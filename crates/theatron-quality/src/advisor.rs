use parking_lot::Mutex;
use theatron_events::{EventBus, QualityEvent};
use tracing::debug;

use crate::{
    estimator::Estimator,
    types::{QualityLevel, QualityOptions, TransferSample},
};

/// Cosmetic quality selection plus a network speed readout.
///
/// Single-rendition source model: `select()` changes the label the UI
/// shows and nothing else. The advisor never errors toward its callers —
/// a dry estimator degrades to the configured fallback estimate.
pub struct QualityAdvisor<E: Estimator> {
    opts: QualityOptions,
    bus: EventBus,
    inner: Mutex<Inner<E>>,
}

struct Inner<E> {
    selected: QualityLevel,
    estimator: E,
}

impl<E: Estimator> QualityAdvisor<E> {
    pub fn new(estimator: E, opts: QualityOptions, bus: EventBus) -> Self {
        Self {
            opts,
            bus,
            inner: Mutex::new(Inner {
                selected: QualityLevel::default(),
                estimator,
            }),
        }
    }

    /// Currently selected label.
    #[must_use]
    pub fn selected(&self) -> QualityLevel {
        self.inner.lock().selected
    }

    /// Switch the displayed quality label. Explicitly a no-op on the
    /// actual media source.
    pub fn select(&self, level: QualityLevel) {
        let changed = {
            let mut inner = self.inner.lock();
            let changed = inner.selected != level;
            inner.selected = level;
            changed
        };
        if changed {
            debug!(label = level.label(), "quality label switched");
            self.bus.publish(QualityEvent::LevelChanged {
                label: level.label(),
            });
        }
    }

    /// Feed one observed transfer into the estimator.
    pub fn push_sample(&self, sample: TransferSample) {
        let estimate = {
            let mut inner = self.inner.lock();
            inner.estimator.push_sample(sample);
            inner.estimator.estimate_bps()
        };
        if let Some(bps) = estimate {
            self.bus.publish(QualityEvent::EstimateUpdated { bps });
        }
    }

    /// Best-effort bandwidth estimate, bits per second. Falls back to the
    /// configured constant when no usable samples exist.
    #[must_use]
    pub fn estimate_bps(&self) -> u64 {
        self.inner
            .lock()
            .estimator
            .estimate_bps()
            .unwrap_or(self.opts.fallback_bps)
    }

    /// Forget sampling history (source change).
    pub fn reset(&self) {
        self.inner.lock().estimator.reset();
    }
}
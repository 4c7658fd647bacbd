#![forbid(unsafe_code)]

mod client;
mod error;
mod retry;
mod timeout;
mod traits;
mod types;

pub use crate::{
    client::HttpClient,
    error::{NetError, NetResult},
    retry::{DefaultRetryClassifier, DefaultRetryPolicy, RetryClassifier, RetryNet, RetryPolicyTrait},
    timeout::TimeoutNet,
    traits::{Net, NetExt},
    types::{Backoff, Headers, NetOptions, RetryPolicy},
};

#[cfg(any(test, feature = "test-utils"))]
pub use crate::traits::NetMock;
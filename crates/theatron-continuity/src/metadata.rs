use std::{sync::Arc, time::Duration};

use serde::Deserialize;
use theatron_core::{ContentId, SeriesId};
use theatron_net::Net;
use url::Url;

use crate::{episode::EpisodeRef, error::ContinuityError, ContinuityResult};

/// Response of `GET /content/:id`.
///
/// Carries the episode's own media metadata and, for series content, the
/// full ordered episode listing so continuity can build its index from a
/// single fetch.
#[derive(Clone, Debug, Deserialize)]
pub struct ContentMeta {
    pub id: ContentId,
    pub series_id: Option<SeriesId>,
    pub ordinal: Option<u32>,
    pub duration_seconds: f64,
    pub media_url: Url,
    pub title: String,
    #[serde(default)]
    pub series_episodes: Vec<SeriesEpisodeMeta>,
}

#[derive(Clone, Debug, Deserialize)]
pub struct SeriesEpisodeMeta {
    pub id: ContentId,
    pub ordinal: u32,
    pub duration_seconds: f64,
    pub media_url: Url,
}

impl ContentMeta {
    /// Episode refs for the whole series, or just this content when it is
    /// standalone.
    pub fn episode_refs(&self) -> ContinuityResult<Vec<EpisodeRef>> {
        let series_id = self
            .series_id
            .clone()
            .unwrap_or_else(|| SeriesId::new(self.id.as_str()));

        if self.series_episodes.is_empty() {
            return Ok(vec![EpisodeRef {
                id: self.id.clone(),
                series_id,
                ordinal: self.ordinal.unwrap_or(1),
                duration: duration_from_secs(self.duration_seconds)?,
                media_url: self.media_url.clone(),
            }]);
        }

        self.series_episodes
            .iter()
            .map(|e| {
                Ok(EpisodeRef {
                    id: e.id.clone(),
                    series_id: series_id.clone(),
                    ordinal: e.ordinal,
                    duration: duration_from_secs(e.duration_seconds)?,
                    media_url: e.media_url.clone(),
                })
            })
            .collect()
    }
}

fn duration_from_secs(secs: f64) -> ContinuityResult<Duration> {
    if !secs.is_finite() || secs < 0.0 {
        return Err(ContinuityError::Malformed(format!(
            "bad duration: {secs}"
        )));
    }
    Ok(Duration::from_secs_f64(secs))
}

/// Fetches content metadata from the backend.
pub struct MetadataClient {
    net: Arc<dyn Net>,
    base: Url,
}

impl MetadataClient {
    pub fn new(net: Arc<dyn Net>, base: Url) -> Self {
        Self { net, base }
    }

    /// `GET /content/:id`.
    pub async fn fetch_content(&self, id: &ContentId) -> ContinuityResult<ContentMeta> {
        let url = self
            .base
            .join(&format!("content/{id}"))
            .map_err(|e| ContinuityError::Malformed(e.to_string()))?;

        let body = self.net.get_json(url, None).await?;
        serde_json::from_value(body).map_err(|e| ContinuityError::Malformed(e.to_string()))
    }
}

#[cfg(test)]
mod tests {
    use serde_json::json;
    use unimock::{matching, MockFn, Unimock};

    use super::*;
    use theatron_net::NetMock;

    fn meta_body() -> serde_json::Value {
        json!({
            "id": "e2",
            "series_id": "series-1",
            "ordinal": 2,
            "duration_seconds": 1200.0,
            "media_url": "https://cdn.example.com/e2.mp4",
            "title": "Second",
            "series_episodes": [
                {"id": "e1", "ordinal": 1, "duration_seconds": 1100.0,
                 "media_url": "https://cdn.example.com/e1.mp4"},
                {"id": "e2", "ordinal": 2, "duration_seconds": 1200.0,
                 "media_url": "https://cdn.example.com/e2.mp4"}
            ]
        })
    }

    #[tokio::test]
    async fn fetch_content_parses_metadata() {
        let mock = Unimock::new(
            NetMock::get_json
                .some_call(matching!(_, _))
                .answers(&|_, url, _| {
                    assert_eq!(url.path(), "/content/e2");
                    Ok(meta_body())
                }),
        );
        let client = MetadataClient::new(
            Arc::new(mock),
            Url::parse("https://api.example.com/").unwrap(),
        );

        let meta = client.fetch_content(&ContentId::new("e2")).await.unwrap();
        assert_eq!(meta.title, "Second");
        assert_eq!(meta.series_episodes.len(), 2);

        let refs = meta.episode_refs().unwrap();
        assert_eq!(refs.len(), 2);
        assert_eq!(refs[0].id.as_str(), "e1");
        assert_eq!(refs[0].duration, Duration::from_secs(1100));
    }

    #[tokio::test]
    async fn standalone_content_yields_single_ref() {
        let body = json!({
            "id": "movie-1",
            "series_id": null,
            "ordinal": null,
            "duration_seconds": 5400.0,
            "media_url": "https://cdn.example.com/movie-1.mp4",
            "title": "A Movie"
        });
        let mock = Unimock::new(
            NetMock::get_json
                .some_call(matching!(_, _))
                .returns(Ok(body)),
        );
        let client = MetadataClient::new(
            Arc::new(mock),
            Url::parse("https://api.example.com/").unwrap(),
        );

        let meta = client
            .fetch_content(&ContentId::new("movie-1"))
            .await
            .unwrap();
        let refs = meta.episode_refs().unwrap();
        assert_eq!(refs.len(), 1);
        assert_eq!(refs[0].ordinal, 1);
    }

    #[test]
    fn negative_duration_is_malformed() {
        let meta = ContentMeta {
            id: ContentId::new("x"),
            series_id: None,
            ordinal: None,
            duration_seconds: -1.0,
            media_url: Url::parse("https://cdn.example.com/x.mp4").unwrap(),
            title: "X".into(),
            series_episodes: vec![],
        };
        assert!(matches!(
            meta.episode_refs(),
            Err(ContinuityError::Malformed(_))
        ));
    }
}
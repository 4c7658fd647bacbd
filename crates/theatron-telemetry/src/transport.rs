use async_trait::async_trait;
use futures::{SinkExt, StreamExt};
use tokio::sync::mpsc;
use tokio_tungstenite::tungstenite::Message;
use tracing::{debug, warn};
use url::Url;

use crate::{
    error::TelemetryError,
    wire::{ClientFrame, ServerFrame},
};

/// One established connection: frames in, frames out.
///
/// Dropping the inbound receiver or the remote closing the socket ends
/// the connection; the channel reacts by reconnecting.
pub struct Connection {
    pub outbound: mpsc::Sender<ClientFrame>,
    pub inbound: mpsc::Receiver<ServerFrame>,
}

/// Seam over the underlying socket, so the channel logic is testable
/// without a server.
#[async_trait]
pub trait Transport: Send + Sync + 'static {
    async fn connect(&self, url: &Url) -> Result<Connection, TelemetryError>;
}

/// Production transport over tokio-tungstenite.
///
/// Two pump tasks per connection: one serializing outbound frames, one
/// parsing inbound text messages. Unparseable frames are logged and
/// skipped — a buggy broadcast must not kill the session channel.
#[derive(Clone, Copy, Debug, Default)]
pub struct WsTransport;

impl WsTransport {
    #[must_use]
    pub fn new() -> Self {
        Self
    }
}

#[async_trait]
impl Transport for WsTransport {
    async fn connect(&self, url: &Url) -> Result<Connection, TelemetryError> {
        let (socket, _response) = tokio_tungstenite::connect_async(url.as_str())
            .await
            .map_err(|e| TelemetryError::Connect(e.to_string()))?;
        let (mut sink, mut stream) = socket.split();

        let (out_tx, mut out_rx) = mpsc::channel::<ClientFrame>(32);
        let (in_tx, in_rx) = mpsc::channel::<ServerFrame>(32);

        tokio::spawn(async move {
            while let Some(frame) = out_rx.recv().await {
                let text = match frame.to_text() {
                    Ok(text) => text,
                    Err(e) => {
                        warn!(error = %e, "unserializable telemetry frame dropped");
                        continue;
                    }
                };
                if sink.send(Message::Text(text)).await.is_err() {
                    break;
                }
            }
            let _ = sink.close().await;
        });

        tokio::spawn(async move {
            while let Some(message) = stream.next().await {
                match message {
                    Ok(Message::Text(text)) => match ServerFrame::parse(&text) {
                        Ok(frame) => {
                            if in_tx.send(frame).await.is_err() {
                                break;
                            }
                        }
                        Err(e) => debug!(error = %e, "skipping malformed server frame"),
                    },
                    Ok(Message::Close(_)) | Err(_) => break,
                    // Pings are answered by tungstenite itself.
                    Ok(_) => {}
                }
            }
        });

        Ok(Connection {
            outbound: out_tx,
            inbound: in_rx,
        })
    }
}
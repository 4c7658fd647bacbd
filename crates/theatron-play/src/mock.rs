pub use crate::element::MediaElementMock;
#[derive(Debug, thiserror::Error)]
#[non_exhaustive]
pub enum PlayError {
    /// No media source is attached; the UI shows the "no playable video"
    /// state instead of failing.
    #[error("no media source attached")]
    NoSource,
}
//! Type tag identifying an event kind.

use crate::events::event::Event;
use std::any::{TypeId, type_name};
use std::fmt;
use std::hash::{Hash, Hasher};

/// Static identity of an event kind.
///
/// Two kinds are equal iff they were built from the same payload type. The
/// type name is carried only for diagnostics and logs.
#[derive(Debug, Clone, Copy)]
pub struct EventKind {
    id: TypeId,
    name: &'static str,
}

impl EventKind {
    /// Kind of the payload type `T`.
    pub fn of<T: Event>() -> Self {
        Self {
            id: TypeId::of::<T>(),
            name: type_name::<T>(),
        }
    }

    /// The `TypeId` used as registry key.
    pub fn type_id(&self) -> TypeId {
        self.id
    }

    /// Fully qualified name of the payload type.
    pub fn name(&self) -> &'static str {
        self.name
    }
}

impl PartialEq for EventKind {
    fn eq(&self, other: &Self) -> bool {
        self.id == other.id
    }
}

impl Eq for EventKind {}

impl Hash for EventKind {
    fn hash<H: Hasher>(&self, state: &mut H) {
        self.id.hash(state);
    }
}

impl fmt::Display for EventKind {
    fn fmt(&self, f: &mut fmt::Formatter<'_>) -> fmt::Result {
        f.write_str(self.name)
    }
}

○ ○ ○

## About this task
Restate the final lines of the listing above word for word, beginning at the line that contains "pub fn of<T: Event>()".

## Solved problem
    pub fn of<T: Event>() -> Self {
        Self {
            id: TypeId::of::<T>(),
            name: type_name::<T>(),
        }
    }

    /// The `TypeId` used as registry key.
    pub fn type_id(&self) -> TypeId {
        self.id
    }

    /// Fully qualified name of the payload type.
    pub fn name(&self) -> &'static str {
        self.name
    }
}

impl PartialEq for EventKind {
    fn eq(&self, other: &Self) -> bool {
        self.id == other.id
    }
}

impl Eq for EventKind {}

impl Hash for EventKind {
    fn hash<H: Hasher>(&self, state: &mut H) {
        self.id.hash(state);
    }
}

impl fmt::Display for EventKind {
    fn fmt(&self, f: &mut fmt::Formatter<'_>) -> fmt::Result {
        f.write_str(self.name)
    }
}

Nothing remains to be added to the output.